I first noticed the tree a couple of years ago in the meadow near the pond. It was hard to miss, a singular graceful presence amidst native huckleberry, scrub oaks, and spring wildflowers. Eight low-lying and wind-twisted limbs were supported by a sturdy trunk planted firmly in the middle of the small field. As with every living thing, it had its own unique energy about it, one that drew and held my attention.  When a number of my meditation friends here on the island later mentioned a local “wisdom tree” near my home, I realized that this must be that tree. I was more curious. What did they mean by “Wisdom tree”?

Just before my next visit to the island, one of those friends had dreamed that there was a message from the tree for me and others. Always intrigued by the possibility of a mystical adventure I wanted to find out more. But somehow, on that trip to the island, time conspired to keep me from the visit.  And yet, I had the sense that if I was to receive a message, it would somehow get to me one way or another. The last morning, just before I was to leave, I had to choose between going to see the tree and making an unplanned trip to the post office to mail a jacket one of my guests had left the day before. I went to the Chilmark post office, a small, homey gray shingled building where neighbors stop to chat while sorting their mail. I was at the counter pondering which stamp to buy – there were only two choices- A “love” stamp and a holiday stamp. The postal clerk, whom I did not know offered, “If you have to choose, love is always the right choice.” I looked at her for moment and then realized that this was the message, the teaching, I was supposed to hear. If it wasn’t, I didn’t think I would get a better one from a tree. I smiled. The trip to see the “wisdom tree” would wait for another time.
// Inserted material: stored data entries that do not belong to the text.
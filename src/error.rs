//! Error definitions shared across library modules.
//! Each type models a specific failure scenario (declaration-time misuse,
//! value validation, unassigned fields, and buffer/decode failures).
use thiserror::Error;

//==================================================================================CONFIGURATION_ERROR
#[derive(Error, Debug, Clone, PartialEq, Eq)]
/// Raised while declaring a structure or constructing a codec, before any
/// bytes are ever touched.
pub enum ConfigurationError {
    /// A structure declared the same field name twice.
    #[error("field name {0:?} already declared on this structure")]
    DuplicateFieldName(String),
    /// An integer codec was asked for an unsupported byte width.
    #[error("unsupported integer width: {width} bytes (expected 1, 2, 4, or 8)")]
    InvalidIntegerWidth { width: u8 },
    /// A float codec was asked for an unsupported byte width.
    #[error("unsupported float width: {width} bytes (expected 2, 4, or 8)")]
    InvalidFloatWidth { width: u8 },
    /// `LengthIndexed` was given a prefix codec whose size is not static.
    #[error("length-indexed text needs a fixed-width length prefix")]
    DynamicLengthPrefix,
}

//==================================================================================VALIDATION_ERROR
#[derive(Error, Debug, Clone, PartialEq)]
/// Raised when a value does not satisfy a codec's contract, from either
/// `Codec::validate` or while packing a value for `write`/`pack`.
pub enum ValidationError {
    /// Integer value does not fit the declared width/signedness.
    #[error("field {field}: value {value} does not fit in {width} bytes (signed={signed})")]
    IntegerOutOfRange {
        field: String,
        value: i128,
        width: u8,
        signed: bool,
    },
    /// `FixedBytes` value read or assigned does not equal the declared constant.
    #[error("field {field}: expected fixed bytes {expected:?}, got {actual:?}")]
    FixedBytesMismatch {
        field: String,
        expected: Vec<u8>,
        actual: Vec<u8>,
    },
    /// `Bytes`/`FixedLength` length does not match the declared size.
    #[error("field {field}: expected length {expected}, got {actual}")]
    LengthMismatch {
        field: String,
        expected: usize,
        actual: usize,
    },
    /// `Enum` value is not one of the declared members.
    #[error("field {field}: {value} is not a member of the declared enum")]
    EnumDomain { field: String, value: i64 },
    /// `Flags` value sets bits outside the declared mask.
    #[error("field {field}: flags {value:#x} set bits outside the declared mask {mask:#x}")]
    FlagsDomain { field: String, value: u64, mask: u64 },
    /// A string could not be encoded with the field's declared encoding.
    #[error("field {field}: string is not representable in the declared encoding")]
    Encoding { field: String },
    /// `validate()` found a field with no assigned value.
    #[error("field {field} has no assigned value")]
    Missing { field: String },
    /// Caller supplied a `Value` variant the codec cannot accept.
    #[error("field {field}: value is not the kind this codec expects")]
    TypeMismatch { field: String },
}

//==================================================================================MISSING_FIELD
#[derive(Error, Debug, Clone, PartialEq, Eq)]
/// Surfaced when an unbound field is read or written: no explicit value was
/// ever assigned, and no cursor is bound to fall back on for lazy access.
#[error("field {0:?} is not assigned on this record")]
pub struct MissingField(pub String);

impl From<MissingField> for ValidationError {
    fn from(err: MissingField) -> Self {
        ValidationError::Missing { field: err.0 }
    }
}

//==================================================================================DECODE_ERROR
#[derive(Error, Debug)]
/// Propagated from the cursor or the host's text-decoding facilities,
/// unchanged, when the buffer ends mid-field or produced bytes cannot be
/// interpreted.
pub enum DecodeError {
    /// Buffer ended before the field's declared or probed size was satisfied.
    #[error("unexpected end of buffer: needed {needed} bytes, {available} available")]
    UnexpectedEof { needed: u64, available: u64 },
    /// Decoded bytes were not valid UTF-8 (or the selected encoding).
    #[error("could not decode bytes as text: {0}")]
    InvalidText(String),
    /// A decoded `Enum` ordinal is not one of the declared members.
    #[error("field {field}: {value} is not a member of the declared enum")]
    EnumDomain { field: String, value: i64 },
    /// A decoded `Flags` value sets bits outside the declared mask.
    #[error("field {field}: flags {value:#x} set bits outside the declared mask {mask:#x}")]
    FlagsDomain { field: String, value: u64, mask: u64 },
    /// Cursor I/O failure (seek past file end on a non-extending backend, etc).
    #[error(transparent)]
    Io(#[from] std::io::Error),
}

//==================================================================================ACCESS_ERROR
#[derive(Error, Debug, Clone)]
/// Raised from [`crate::structure::Record::get`] and its neighbors: the
/// union of every way a field access can fail, whether the record is
/// owned or cursor-bound.
pub enum AccessError {
    #[error(transparent)]
    Missing(#[from] MissingField),
    #[error(transparent)]
    Decode(#[from] DecodeError),
    #[error(transparent)]
    Validation(#[from] ValidationError),
    #[error("field {0:?} does not hold the requested type")]
    WrongType(String),
}

impl Clone for DecodeError {
    fn clone(&self) -> Self {
        match self {
            DecodeError::UnexpectedEof { needed, available } => DecodeError::UnexpectedEof {
                needed: *needed,
                available: *available,
            },
            DecodeError::InvalidText(s) => DecodeError::InvalidText(s.clone()),
            DecodeError::EnumDomain { field, value } => DecodeError::EnumDomain {
                field: field.clone(),
                value: *value,
            },
            DecodeError::FlagsDomain { field, value, mask } => DecodeError::FlagsDomain {
                field: field.clone(),
                value: *value,
                mask: *mask,
            },
            DecodeError::Io(e) => DecodeError::Io(std::io::Error::new(e.kind(), e.to_string())),
        }
    }
}
impl Codec for FixedBytes {
    fn size(&self) -> FieldSize {
        FieldSize::Static(self.value.len() as u64)
    }

    fn validate(&self, field: &str, value: &Value) -> Result<(), ValidationError> {
        match value.as_bytes() {
            Some(b) if b == self.value.as_slice() => Ok(()),
            Some(b) => Err(ValidationError::FixedBytesMismatch {
                field: field.to_string(),
                expected: self.value.clone(),
                actual: b.to_vec(),
            }),
            None => Err(ValidationError::TypeMismatch {
                field: field.to_string(),
            }),
        }
    }

    fn read(&self, field: &str, cursor: &mut dyn Cursor) -> Result<(Value, u64), DecodeError> {
        let mut buf = vec![0u8; self.value.len()];
        cursor.read_exact(&mut buf)?;
        if buf != self.value {
            return Err(DecodeError::InvalidText(format!(
                "field {field}: expected fixed bytes {:?}, got {:?}",
                self.value, buf
            )));
        }
        Ok((Value::Bytes(buf), self.value.len() as u64))
    }

    fn write(
        &self,
        field: &str,
        value: &Value,
        cursor: &mut dyn Cursor,
    ) -> Result<u64, ValidationError> {
        // The caller-supplied bytes are written verbatim; `self.value` only
        // validates and supplies the default.
        let bytes = value.as_bytes().unwrap_or(&self.value);
        let n = cursor.write(bytes).map_err(|_| ValidationError::TypeMismatch {
            field: field.to_string(),
        })?;
        Ok(n as u64)
    }

    fn pack(&self, _field: &str, value: &Value) -> Result<Vec<u8>, ValidationError> {
        Ok(value.as_bytes().unwrap_or(&self.value).to_vec())
    }

    fn unpack(&self, field: &str, bytes: &[u8]) -> Result<Value, DecodeError> {
        if bytes != self.value {
            return Err(DecodeError::InvalidText(format!(
                "field {field}: expected fixed bytes {:?}, got {:?}",
                self.value, bytes
            )));
        }
        Ok(Value::Bytes(bytes.to_vec()))
    }

    fn default_value(&self) -> Option<Value> {
        Some(Value::Bytes(self.value.clone()))
    }
}

//==================================================================================PADDING
/// Reserved byte range with no decoded value: a pure cursor-advancing
/// placeholder for mixed fixed/variable records that need to skip bytes
/// the caller never interprets.
#[derive(Debug, Clone)]
pub struct Padding {
    size: u64,
}

impl Padding {
    pub fn new(size: u64) -> Self {
        Self { size }
    }
}

impl Codec for Padding {
    fn size(&self) -> FieldSize {
        FieldSize::Static(self.size)
    }

    fn validate(&self, _field: &str, _value: &Value) -> Result<(), ValidationError> {
        Ok(())
    }

    fn read(&self, _field: &str, cursor: &mut dyn Cursor) -> Result<(Value, u64), DecodeError> {
        let mut buf = vec![0u8; self.size as usize];
        cursor.read_exact(&mut buf)?;
        Ok((Value::Unit, self.size))
    }

    fn write(
        &self,
        field: &str,
        _value: &Value,
        cursor: &mut dyn Cursor,
    ) -> Result<u64, ValidationError> {
        let zeros = vec![0u8; self.size as usize];
        cursor
            .write(&zeros)
            .map_err(|_| ValidationError::TypeMismatch {
                field: field.to_string(),
            })?;
        Ok(self.size)
    }

    fn pack(&self, _field: &str, _value: &Value) -> Result<Vec<u8>, ValidationError> {
        Ok(vec![0u8; self.size as usize])
    }

    fn unpack(&self, _field: &str, _bytes: &[u8]) -> Result<Value, DecodeError> {
        Ok(Value::Unit)
    }

    fn default_value(&self) -> Option<Value> {
        Some(Value::Unit)
    }
}
use super::*;
use crate::codec::primitive::Integer;
use crate::cursor::{SliceCursor, VecCursor};

#[test]
fn fixed_length_retains_padding_on_read() {
    let codec = FixedLength::new(5).padding(b' ');
    let data = b"hi   ";
    let mut cur = SliceCursor::new(data);
    let (value, size) = codec.read("name", &mut cur).unwrap();
    assert_eq!(value, Value::Text("hi   ".to_string()));
    assert_eq!(size, 5);
}

#[test]
fn fixed_length_unpack_retains_padding() {
    let codec = FixedLength::new(20);
    let mut data = b"hi".to_vec();
    data.resize(20, 0u8);
    let value = codec.unpack("name", &data).unwrap();
    let mut expected = "hi".to_string();
    expected.extend(std::iter::repeat('\0').take(18));
    assert_eq!(value, Value::Text(expected));
}

#[test]
fn fixed_length_pads_on_write() {
    let codec = FixedLength::new(5).padding(b'\0');
    let mut cur = VecCursor::new();
    codec
        .write("name", &Value::Text("hi".to_string()), &mut cur)
        .unwrap();
    assert_eq!(cur.into_inner(), b"hi\0\0\0".to_vec());
}

#[test]
fn fixed_length_rejects_text_too_long() {
    let codec = FixedLength::new(3);
    let err = codec
        .validate("name", &Value::Text("abcd".to_string()))
        .unwrap_err();
    assert!(matches!(err, ValidationError::LengthMismatch { .. }));
}

#[test]
fn length_indexed_round_trips() {
    let codec = LengthIndexed::new(Box::new(Integer::u8())).unwrap();
    let mut cur = VecCursor::new();
    codec
        .write("name", &Value::Text("hello".to_string()), &mut cur)
        .unwrap();
    let bytes = cur.into_inner();
    assert_eq!(bytes, {
        let mut v = vec![5u8];
        v.extend_from_slice(b"hello");
        v
    });

    let mut cur = SliceCursor::new(&bytes);
    let (value, size) = codec.read("name", &mut cur).unwrap();
    assert_eq!(value, Value::Text("hello".to_string()));
    assert_eq!(size, 6, "probe size includes the prefix byte");
}

#[test]
fn length_indexed_rejects_dynamic_prefix() {
    let inner = LengthIndexed::new(Box::new(Integer::u8())).unwrap();
    let err = LengthIndexed::new(Box::new(inner)).unwrap_err();
    assert_eq!(err, ConfigurationError::DynamicLengthPrefix);
}

#[test]
fn terminated_reads_up_to_terminator() {
    let codec = Terminated::new(0);
    let data = b"hello\0trailing";
    let mut cur = SliceCursor::new(data);
    let (value, size) = codec.read("name", &mut cur).unwrap();
    assert_eq!(value, Value::Text("hello".to_string()));
    assert_eq!(size, 6);
}

#[test]
fn terminated_at_true_eof_decodes_to_empty_string() {
    let codec = Terminated::new(0);
    let data: [u8; 0] = [];
    let mut cur = SliceCursor::new(&data);
    let (value, size) = codec.read("name", &mut cur).unwrap();
    assert_eq!(value, Value::Text(String::new()));
    assert_eq!(size, 0);
}

#[test]
fn terminated_eof_after_partial_content_returns_that_content() {
    let codec = Terminated::new(0);
    let data = b"partial";
    let mut cur = SliceCursor::new(data);
    let (value, size) = codec.read("name", &mut cur).unwrap();
    assert_eq!(value, Value::Text("partial".to_string()));
    assert_eq!(size, 7);
}

#[test]
fn terminated_write_appends_terminator() {
    let codec = Terminated::new(0);
    let mut cur = VecCursor::new();
    codec
        .write("name", &Value::Text("hi".to_string()), &mut cur)
        .unwrap();
    assert_eq!(cur.into_inner(), b"hi\0".to_vec());
}

#[test]
fn terminated_inherits_terminator_when_not_explicit() {
    let mut codec = Terminated::default_terminator();
    codec.inherit_option("terminator", &OptionValue::Terminator(b'|'));
    let data = b"a|b";
    let mut cur = SliceCursor::new(data);
    let (value, size) = codec.read("name", &mut cur).unwrap();
    assert_eq!(value, Value::Text("a".to_string()));
    assert_eq!(size, 2);
}

#[test]
fn terminated_marks_encoding_explicit_and_inherit_option_does_not_clear_it() {
    let mut codec = Terminated::new(0).encoding(TextEncoding::Utf8);
    assert!(codec.encoding_explicit);
    codec.inherit_option("encoding", &OptionValue::Encoding(TextEncoding::Utf8));
    assert!(codec.encoding_explicit, "inherit_option must not clear an explicit flag");
}

#[test]
fn length_indexed_marks_encoding_explicit_and_inherit_option_does_not_clear_it() {
    let mut codec = LengthIndexed::new(Box::new(Integer::u8()))
        .unwrap()
        .encoding(TextEncoding::Utf8);
    assert!(codec.encoding_explicit);
    codec.inherit_option("encoding", &OptionValue::Encoding(TextEncoding::Utf8));
    assert!(codec.encoding_explicit, "inherit_option must not clear an explicit flag");
}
So I returned two months later to the island and found my way through the snow-covered roads to the tree. I had walked down the last steep stretch above the frozen pond among thick patches of ice that crunched underfoot, my eyes glued to the sometimes treacherous ruts.  Suddenly I stopped, almost as if  someone had reached out and grabbed my arm. Looking to my left I laughed aloud when I saw that the tree was right there and I had almost walked past it. “Okay, okay I’m coming,” I said, as I turned and headed across the field.

I climbed into the middle of the spreading arms that seemed to invite me in. I closed my eyes and sat a long while until the chill of the winter air called me back to my surroundings.  These words had come to me:  “Wisdom and Love are the same. One cannot have wisdom without love. Love informs and feeds our wisdom and knowing. You will be wise to choose love.” It was a reiteration and expansion of the message I had received in the post office.
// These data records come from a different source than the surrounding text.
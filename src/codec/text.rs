//! Text codecs: fixed-width, length-prefixed, and terminator-delimited.
use crate::codec::{Codec, FieldSize, OptionValue, ProbeCache, TextEncoding};
use crate::cursor::Cursor;
use crate::error::{ConfigurationError, DecodeError, ValidationError};
use crate::value::Value;

//==================================================================================FIXED_LENGTH
/// Fixed-width text, padded with a single repeated byte on write. Padding
/// bytes are retained on read; the codec never trims them.
#[derive(Debug, Clone)]
pub struct FixedLength {
    size: usize,
    padding: u8,
    padding_explicit: bool,
    encoding: TextEncoding,
    encoding_explicit: bool,
}

impl FixedLength {
    pub fn new(size: usize) -> Self {
        Self {
            size,
            padding: 0,
            padding_explicit: false,
            encoding: TextEncoding::Utf8,
            encoding_explicit: false,
        }
    }

    pub fn padding(mut self, byte: u8) -> Self {
        self.padding = byte;
        self.padding_explicit = true;
        self
    }

    pub fn encoding(mut self, encoding: TextEncoding) -> Self {
        self.encoding = encoding;
        self.encoding_explicit = true;
        self
    }
}

impl Codec for FixedLength {
    fn size(&self) -> FieldSize {
        FieldSize::Static(self.size as u64)
    }

    fn validate(&self, field: &str, value: &Value) -> Result<(), ValidationError> {
        let text = value.as_text().ok_or_else(|| ValidationError::TypeMismatch {
            field: field.to_string(),
        })?;
        let encoded = self
            .encoding
            .encode(text)
            .map_err(|_| ValidationError::Encoding {
                field: field.to_string(),
            })?;
        if encoded.len() > self.size {
            return Err(ValidationError::LengthMismatch {
                field: field.to_string(),
                expected: self.size,
                actual: encoded.len(),
            });
        }
        Ok(())
    }

    fn read(&self, field: &str, cursor: &mut dyn Cursor) -> Result<(Value, u64), DecodeError> {
        let mut buf = vec![0u8; self.size];
        cursor.read_exact(&mut buf)?;
        let text = self.encoding.decode(&buf)?;
        let _ = field;
        Ok((Value::Text(text), self.size as u64))
    }

    fn write(
        &self,
        field: &str,
        value: &Value,
        cursor: &mut dyn Cursor,
    ) -> Result<u64, ValidationError> {
        let bytes = self.pack(field, value)?;
        cursor
            .write(&bytes)
            .map_err(|_| ValidationError::TypeMismatch {
                field: field.to_string(),
            })?;
        Ok(self.size as u64)
    }

    fn pack(&self, field: &str, value: &Value) -> Result<Vec<u8>, ValidationError> {
        self.validate(field, value)?;
        let text = value.as_text().expect("validated above");
        let mut encoded = self.encoding.encode(text).expect("validated above");
        encoded.resize(self.size, self.padding);
        Ok(encoded)
    }

    fn unpack(&self, field: &str, bytes: &[u8]) -> Result<Value, DecodeError> {
        if bytes.len() != self.size {
            return Err(DecodeError::UnexpectedEof {
                needed: self.size as u64,
                available: bytes.len() as u64,
            });
        }
        let _ = field;
        Ok(Value::Text(self.encoding.decode(bytes)?))
    }

    fn recognized_options(&self) -> &'static [&'static str] {
        &["padding", "encoding"]
    }

    fn inherit_option(&mut self, key: &str, value: &OptionValue) {
        match (key, value) {
            ("padding", OptionValue::Padding(b)) if !self.padding_explicit => {
                self.padding = *b;
            }
            ("encoding", OptionValue::Encoding(e)) if !self.encoding_explicit => {
                self.encoding = e.clone();
            }
            _ => {}
        }
    }
}

//==================================================================================LENGTH_INDEXED
/// A length prefix (itself any integer-shaped codec) followed by that many
/// bytes of text. Probe size resolution: it is the *total* byte
/// count, prefix included.
pub struct LengthIndexed {
    prefix: Box<dyn Codec>,
    encoding: TextEncoding,
    encoding_explicit: bool,
}

impl std::fmt::Debug for LengthIndexed {
    fn fmt(&self, f: &mut std::fmt::Formatter<'_>) -> std::fmt::Result {
        f.debug_struct("LengthIndexed")
            .field("prefix", &self.prefix)
            .field("encoding", &self.encoding)
            .field("encoding_explicit", &self.encoding_explicit)
            .finish()
    }
}

impl LengthIndexed {
    pub fn new(prefix: Box<dyn Codec>) -> Result<Self, ConfigurationError> {
        if prefix.size() == FieldSize::Dynamic {
            return Err(ConfigurationError::DynamicLengthPrefix);
        }
        Ok(Self {
            prefix,
            encoding: TextEncoding::Utf8,
            encoding_explicit: false,
        })
    }

    pub fn encoding(mut self, encoding: TextEncoding) -> Self {
        self.encoding = encoding;
        self.encoding_explicit = true;
        self
    }

    fn prefix_len(&self) -> u64 {
        match self.prefix.size() {
            FieldSize::Static(n) => n,
            FieldSize::Dynamic => unreachable!("validated in new()"),
        }
    }
}

impl Codec for LengthIndexed {
    fn size(&self) -> FieldSize {
        FieldSize::Dynamic
    }

    fn validate(&self, field: &str, value: &Value) -> Result<(), ValidationError> {
        value.as_text().map(|_| ()).ok_or_else(|| ValidationError::TypeMismatch {
            field: field.to_string(),
        })
    }

    fn read(&self, field: &str, cursor: &mut dyn Cursor) -> Result<(Value, u64), DecodeError> {
        let (total, cache) = self.probe_size(field, cursor)?;
        let value = self.decode_with_cache(field, cursor, &cache)?;
        Ok((value, total))
    }

    fn probe_size(
        &self,
        field: &str,
        cursor: &mut dyn Cursor,
    ) -> Result<(u64, ProbeCache), DecodeError> {
        let prefix_len = self.prefix_len();
        let (len_value, _) = self.prefix.read(field, cursor)?;
        let text_len = len_value
            .as_integer()
            .ok_or_else(|| DecodeError::InvalidText(format!("field {field}: length prefix did not decode to an integer")))?;
        if text_len < 0 {
            return Err(DecodeError::InvalidText(format!(
                "field {field}: negative length prefix {text_len}"
            )));
        }
        let text_len = text_len as u64;
        // Consume the text bytes now so the cursor ends up past the field
        // either way; cache them for `decode_with_cache`.
        let mut buf = vec![0u8; text_len as usize];
        cursor.read_exact(&mut buf)?;
        Ok((
            prefix_len + text_len,
            ProbeCache::TextLength {
                prefix_len,
                text_len,
            },
        ))
    }

    fn decode_with_cache(
        &self,
        field: &str,
        cursor: &mut dyn Cursor,
        cache: &ProbeCache,
    ) -> Result<Value, DecodeError> {
        let ProbeCache::TextLength { prefix_len, text_len } = cache else {
            unreachable!("LengthIndexed always produces a TextLength cache")
        };
        // The text bytes were already consumed in `probe_size`; re-read them
        // from just before the current position.
        let here = cursor.tell()?;
        let start = here - text_len;
        cursor.seek(start)?;
        let mut buf = vec![0u8; *text_len as usize];
        cursor.read_exact(&mut buf)?;
        let _ = prefix_len;
        Ok(Value::Text(self.encoding.decode(&buf)?))
    }

    fn write(
        &self,
        field: &str,
        value: &Value,
        cursor: &mut dyn Cursor,
    ) -> Result<u64, ValidationError> {
        let bytes = self.pack(field, value)?;
        cursor
            .write(&bytes)
            .map_err(|_| ValidationError::TypeMismatch {
                field: field.to_string(),
            })?;
        Ok(bytes.len() as u64)
    }

    fn pack(&self, field: &str, value: &Value) -> Result<Vec<u8>, ValidationError> {
        self.validate(field, value)?;
        let text = value.as_text().expect("validated above");
        let encoded = self.encoding.encode(text).map_err(|_| ValidationError::Encoding {
            field: field.to_string(),
        })?;
        let len_value = integer_value_for(self.prefix_len(), encoded.len() as u64);
        let mut out = self.prefix.pack(field, &len_value)?;
        out.extend_from_slice(&encoded);
        Ok(out)
    }

    fn unpack(&self, field: &str, bytes: &[u8]) -> Result<Value, DecodeError> {
        let prefix_len = self.prefix_len() as usize;
        if bytes.len() < prefix_len {
            return Err(DecodeError::UnexpectedEof {
                needed: prefix_len as u64,
                available: bytes.len() as u64,
            });
        }
        let len_value = self.prefix.unpack(field, &bytes[..prefix_len])?;
        let text_len = len_value.as_integer().unwrap_or(0) as usize;
        if bytes.len() != prefix_len + text_len {
            return Err(DecodeError::UnexpectedEof {
                needed: (prefix_len + text_len) as u64,
                available: bytes.len() as u64,
            });
        }
        Ok(Value::Text(self.encoding.decode(&bytes[prefix_len..])?))
    }

    fn recognized_options(&self) -> &'static [&'static str] {
        &["encoding"]
    }

    fn inherit_option(&mut self, key: &str, value: &OptionValue) {
        if key == "encoding" && !self.encoding_explicit {
            if let OptionValue::Encoding(e) = value {
                self.encoding = e.clone();
            }
        }
    }
}

fn integer_value_for(width: u64, n: u64) -> Value {
    match width {
        1 => Value::U8(n as u8),
        2 => Value::U16(n as u16),
        4 => Value::U32(n as u32),
        8 => Value::U64(n),
        _ => Value::U64(n),
    }
}

//==================================================================================TERMINATED
/// Text read up to (and consuming, but not including) a single terminator
/// byte. At true EOF with no bytes consumed, decodes to an empty string
/// with size 0; a terminator-less EOF
/// after partial content returns that content with size equal to the bytes
/// actually consumed.
#[derive(Debug, Clone)]
pub struct Terminated {
    terminator: u8,
    terminator_explicit: bool,
    encoding: TextEncoding,
    encoding_explicit: bool,
}

impl Terminated {
    pub fn new(terminator: u8) -> Self {
        Self {
            terminator,
            terminator_explicit: true,
            encoding: TextEncoding::Utf8,
            encoding_explicit: false,
        }
    }

    /// Structure-level default terminator (e.g. NUL), overridable by
    /// `inherit_option`.
    pub fn default_terminator() -> Self {
        Self {
            terminator: 0,
            terminator_explicit: false,
            encoding: TextEncoding::Utf8,
            encoding_explicit: false,
        }
    }

    pub fn encoding(mut self, encoding: TextEncoding) -> Self {
        self.encoding = encoding;
        self.encoding_explicit = true;
        self
    }
}

impl Codec for Terminated {
    fn size(&self) -> FieldSize {
        FieldSize::Dynamic
    }

    fn validate(&self, field: &str, value: &Value) -> Result<(), ValidationError> {
        let text = value.as_text().ok_or_else(|| ValidationError::TypeMismatch {
            field: field.to_string(),
        })?;
        if text.as_bytes().contains(&self.terminator) {
            return Err(ValidationError::Encoding {
                field: field.to_string(),
            });
        }
        Ok(())
    }

    fn read(&self, field: &str, cursor: &mut dyn Cursor) -> Result<(Value, u64), DecodeError> {
        let (total, cache) = self.probe_size(field, cursor)?;
        let value = self.decode_with_cache(field, cursor, &cache)?;
        Ok((value, total))
    }

    fn probe_size(
        &self,
        _field: &str,
        cursor: &mut dyn Cursor,
    ) -> Result<(u64, ProbeCache), DecodeError> {
        let mut content = Vec::new();
        let mut one = [0u8; 1];
        loop {
            let n = cursor.read(&mut one)?;
            if n == 0 {
                // True EOF. If we already consumed bytes looking for the
                // terminator, those bytes count; otherwise this is the
                // clean empty-string case.
                let total = content.len() as u64;
                return Ok((total, ProbeCache::Terminated { content, total }));
            }
            if one[0] == self.terminator {
                let total = content.len() as u64 + 1;
                return Ok((total, ProbeCache::Terminated { content, total }));
            }
            content.push(one[0]);
        }
    }

    fn decode_with_cache(
        &self,
        _field: &str,
        _cursor: &mut dyn Cursor,
        cache: &ProbeCache,
    ) -> Result<Value, DecodeError> {
        let ProbeCache::Terminated { content, .. } = cache else {
            unreachable!("Terminated always produces a Terminated cache")
        };
        Ok(Value::Text(self.encoding.decode(content)?))
    }

    fn write(
        &self,
        field: &str,
        value: &Value,
        cursor: &mut dyn Cursor,
    ) -> Result<u64, ValidationError> {
        let bytes = self.pack(field, value)?;
        cursor
            .write(&bytes)
            .map_err(|_| ValidationError::TypeMismatch {
                field: field.to_string(),
            })?;
        Ok(bytes.len() as u64)
    }

    fn pack(&self, field: &str, value: &Value) -> Result<Vec<u8>, ValidationError> {
        self.validate(field, value)?;
        let text = value.as_text().expect("validated above");
        let mut encoded = self.encoding.encode(text).map_err(|_| ValidationError::Encoding {
            field: field.to_string(),
        })?;
        encoded.push(self.terminator);
        Ok(encoded)
    }

    fn unpack(&self, field: &str, bytes: &[u8]) -> Result<Value, DecodeError> {
        let content = match bytes.iter().position(|b| *b == self.terminator) {
            Some(i) => &bytes[..i],
            None => bytes,
        };
        let _ = field;
        Ok(Value::Text(self.encoding.decode(content)?))
    }

    fn recognized_options(&self) -> &'static [&'static str] {
        &["terminator", "encoding"]
    }

    fn inherit_option(&mut self, key: &str, value: &OptionValue) {
        match (key, value) {
            ("terminator", OptionValue::Terminator(b)) if !self.terminator_explicit => {
                self.terminator = *b;
            }
            ("encoding", OptionValue::Encoding(e)) if !self.encoding_explicit => {
                self.encoding = e.clone();
            }
            _ => {}
        }
    }
}

#[cfg(test)]
#[path = "text_tests.rs"]
mod tests;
As I walked home, I was reminded of the well known New Testament verse “And though I have the gift of prophecies, and understand all mysteries, and all knowledge; and though I have all faith, so that I could remove mountains, and have not love, I am nothing.” (1st Corinthians, Chapter 13)

Though I had heard this many times, I had a new understanding of its meaning. Knowledge matters only if we are at the same time acknowledging and opening our hearts to love. How easy to forget that. I have forgotten that many times as I voraciously sought information, facts, and truth, always seeking a deeper understanding, trying to be “right” to bolster the underpinnings of what I already believed. I realize now that those things are only important in the service of love –to feeling it, showing it, honoring it. Love is the Tao, the way, the life force. I will forget this, no doubt, many more times.  I pray a moment of grace, a beautiful tree or a post office clerk will remind me.